Each line from the one holding "a whole packet." through the final line of the data below is to be given again exactly, and no other line is to appear.

============

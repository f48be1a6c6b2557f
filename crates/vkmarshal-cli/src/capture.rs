use vkmarshal_common::text::hex_rows;
use vkmarshal_types::OpcodeTable;
use vkmarshal_wire::{split_packets, PacketHeader};

/// One line per packet of a captured command stream.
pub struct PacketSummary {
    pub offset: usize,
    pub header: PacketHeader,
    pub name: Option<String>,
    pub body: Vec<u8>,
}

/// Walk `buf` packet by packet. Returns the summaries and the number of
/// trailing bytes that do not form a whole packet.
pub fn summarize(buf: &[u8], opcodes: &OpcodeTable) -> (Vec<PacketSummary>, usize) {
    let (packets, consumed) = split_packets(buf);
    let mut offset = 0;
    let summaries = packets
        .into_iter()
        .map(|(header, body)| {
            let summary = PacketSummary {
                offset,
                header,
                name: opcodes.command(header.opcode).map(str::to_string),
                body: body.to_vec(),
            };
            offset += header.length as usize;
            summary
        })
        .collect();
    (summaries, buf.len() - consumed)
}

pub fn render(summary: &PacketSummary, hex: bool) -> Vec<String> {
    let mut lines = vec![format!(
        "{:08x}  {:>6}  {:<48} {} bytes",
        summary.offset,
        summary.header.opcode,
        summary.name.as_deref().unwrap_or("<unknown opcode>"),
        summary.header.length
    )];
    if hex {
        lines.extend(hex_rows(&summary.body).into_iter().map(|row| format!("    {row}")));
    }
    lines
}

============

• Task result:
/// trailing bytes that do not form a whole packet.
pub fn summarize(buf: &[u8], opcodes: &OpcodeTable) -> (Vec<PacketSummary>, usize) {
    let (packets, consumed) = split_packets(buf);
    let mut offset = 0;
    let summaries = packets
        .into_iter()
        .map(|(header, body)| {
            let summary = PacketSummary {
                offset,
                header,
                name: opcodes.command(header.opcode).map(str::to_string),
                body: body.to_vec(),
            };
            offset += header.length as usize;
            summary
        })
        .collect();
    (summaries, buf.len() - consumed)
}

pub fn render(summary: &PacketSummary, hex: bool) -> Vec<String> {
    let mut lines = vec![format!(
        "{:08x}  {:>6}  {:<48} {} bytes",
        summary.offset,
        summary.header.opcode,
        summary.name.as_deref().unwrap_or("<unknown opcode>"),
        summary.header.length
    )];
    if hex {
        lines.extend(hex_rows(&summary.body).into_iter().map(|row| format!("    {row}")));
    }
    lines
}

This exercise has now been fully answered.